I’m patiently waiting for Android apps so that I can run Windows programs on my Chromebook with Crossover. Maybe not heavy duty programs, but stuff like Scrivener at least. If that works as well as it could, I could see myself leaving Windows behind eventually. The only reason I’m using Windows anymore is the fact that most professional-grade software and games require it (or Mac OS, but I have plenty of reasons for not going that direction). If I could put Chrome OS on my desktop running high end programs, it would be awesome.

Dan Goodes

With Android apps coming, the specs are going to have to improve anyway.

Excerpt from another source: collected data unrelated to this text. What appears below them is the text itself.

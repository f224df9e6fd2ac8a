//! Field-level validation for submitted test configurations.
//!
//! Each validator checks one field and reports a [`ValidationError`] naming
//! that field. [`ValidationContext`] collects errors so a form submission can
//! report every problem at once.

use thiserror::Error;

use crate::utils::parse_duration_string;

/// Validation error with context about which field failed.
#[derive(Error, Debug, Clone, PartialEq)]
pub enum ValidationError {
    #[error("Field '{field}': {message}")]
    FieldError { field: String, message: String },

    #[error("Field '{field}': value {value} is out of range ({min} to {max})")]
    OutOfRange {
        field: String,
        value: String,
        min: String,
        max: String,
    },

    #[error("Field '{field}': invalid format - {message}")]
    InvalidFormat { field: String, message: String },

    #[error("Field '{field}': invalid JSON - {message}")]
    InvalidJson { field: String, message: String },

    #[error("Field '{field}': invalid enum value '{value}'. Expected one of: {expected}")]
    InvalidEnum {
        field: String,
        value: String,
        expected: String,
    },

    #[error("Multiple validation errors: {0}")]
    Multiple(String),
}

impl ValidationError {
    /// True when the error came from a JSON text field (headers or body).
    pub fn is_json_error(&self) -> bool {
        matches!(self, ValidationError::InvalidJson { .. })
    }
}

/// Result type for validation operations.
pub type ValidationResult<T> = Result<T, ValidationError>;

/// Collects validation errors across several fields.
#[derive(Debug, Default)]
pub struct ValidationContext {
    errors: Vec<ValidationError>,
}

impl ValidationContext {
    pub fn new() -> Self {
        Self::default()
    }

    /// Add a validation error.
    pub fn add_error(&mut self, error: ValidationError) {
        self.errors.push(error);
    }

    /// Record the error of a validator result, if any.
    pub fn check(&mut self, result: ValidationResult<()>) {
        if let Err(e) = result {
            self.add_error(e);
        }
    }

    pub fn errors(&self) -> &[ValidationError] {
        &self.errors
    }

    /// Consume the context and return a result.
    ///
    /// A single error is returned as-is; several are folded into
    /// [`ValidationError::Multiple`].
    pub fn into_result(mut self) -> ValidationResult<()> {
        match self.errors.len() {
            0 => Ok(()),
            1 => Err(self.errors.remove(0)),
            _ => {
                let messages: Vec<String> = self.errors.iter().map(|e| e.to_string()).collect();
                Err(ValidationError::Multiple(messages.join("; ")))
            }
        }
    }
}

/// Validator for target URLs.
pub struct UrlValidator;

impl UrlValidator {
    pub fn validate(url: &str) -> ValidationResult<()> {
        if url.trim().is_empty() {
            return Err(ValidationError::InvalidFormat {
                field: "url".to_string(),
                message: "URL cannot be empty".to_string(),
            });
        }

        if !url.starts_with("http://") && !url.starts_with("https://") {
            return Err(ValidationError::InvalidFormat {
                field: "url".to_string(),
                message: format!("URL must start with http:// or https://, got: {}", url),
            });
        }

        if url.chars().any(char::is_whitespace) {
            return Err(ValidationError::InvalidFormat {
                field: "url".to_string(),
                message: "URL cannot contain spaces".to_string(),
            });
        }

        Ok(())
    }
}

/// Validator for k6 duration strings.
pub struct DurationValidator;

impl DurationValidator {
    pub fn validate(duration_str: &str) -> ValidationResult<()> {
        Self::parse(duration_str).map(|_| ())
    }

    pub fn validate_positive(duration_str: &str) -> ValidationResult<()> {
        let duration = Self::parse(duration_str)?;
        if duration.is_zero() {
            return Err(ValidationError::OutOfRange {
                field: "duration".to_string(),
                value: duration_str.trim().to_string(),
                min: "1s".to_string(),
                max: "unlimited".to_string(),
            });
        }
        Ok(())
    }

    fn parse(duration_str: &str) -> ValidationResult<std::time::Duration> {
        parse_duration_string(duration_str).map_err(|e| ValidationError::InvalidFormat {
            field: "duration".to_string(),
            message: format!("Invalid duration format '{}': {}", duration_str, e),
        })
    }
}

/// Validator for numeric ranges.
pub struct RangeValidator;

impl RangeValidator {
    pub fn validate_u64(value: u64, min: u64, max: u64, field: &str) -> ValidationResult<()> {
        if value < min || value > max {
            return Err(ValidationError::OutOfRange {
                field: field.to_string(),
                value: value.to_string(),
                min: min.to_string(),
                max: max.to_string(),
            });
        }
        Ok(())
    }
}

/// Validator for HTTP methods offered by the form.
pub struct HttpMethodValidator;

impl HttpMethodValidator {
    pub const VALID_METHODS: &'static [&'static str] = &["GET", "POST", "PUT", "DELETE", "PATCH"];

    pub fn validate(method: &str) -> ValidationResult<()> {
        let method_upper = method.trim().to_uppercase();
        if !Self::VALID_METHODS.contains(&method_upper.as_str()) {
            return Err(ValidationError::InvalidEnum {
                field: "method".to_string(),
                value: method.to_string(),
                expected: Self::VALID_METHODS.join(", "),
            });
        }
        Ok(())
    }

    /// Methods for which the form shows a request body field.
    pub fn accepts_body(method: &str) -> bool {
        matches!(
            method.trim().to_uppercase().as_str(),
            "POST" | "PUT" | "PATCH"
        )
    }
}

/// Validator for free-form JSON text fields.
pub struct JsonTextValidator;

impl JsonTextValidator {
    /// Blank text is accepted; anything else must parse as JSON.
    pub fn validate(text: &str, field: &str) -> ValidationResult<Option<serde_json::Value>> {
        if text.trim().is_empty() {
            return Ok(None);
        }

        serde_json::from_str(text)
            .map(Some)
            .map_err(|e| ValidationError::InvalidJson {
                field: field.to_string(),
                message: e.to_string(),
            })
    }

    /// Blank text is accepted; anything else must be a JSON object.
    pub fn validate_object(
        text: &str,
        field: &str,
    ) -> ValidationResult<serde_json::Map<String, serde_json::Value>> {
        match Self::validate(text, field)? {
            None => Ok(serde_json::Map::new()),
            Some(serde_json::Value::Object(map)) => Ok(map),
            Some(_) => Err(ValidationError::InvalidJson {
                field: field.to_string(),
                message: "expected a JSON object".to_string(),
            }),
        }
    }
}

My Pentium HP Chromebook performs really admirably in the browser space, except for some stuttering occasionally when scrolling heavy websites. But for Android apps (and games), it’s quite a bit more sluggish. May just be an optimisation thing, though.

Andrew

I have not used a Chromebook. Now that Android apps will run on all 2017 Chromebooks, where does that leave Android on tablets?

I don’t even understand what Chromebooks did if they couldn’t run Android apps. Why not get an Android tab with a keyboard? What could a Chromebook do that an Android tab + keyboard couldn’t do?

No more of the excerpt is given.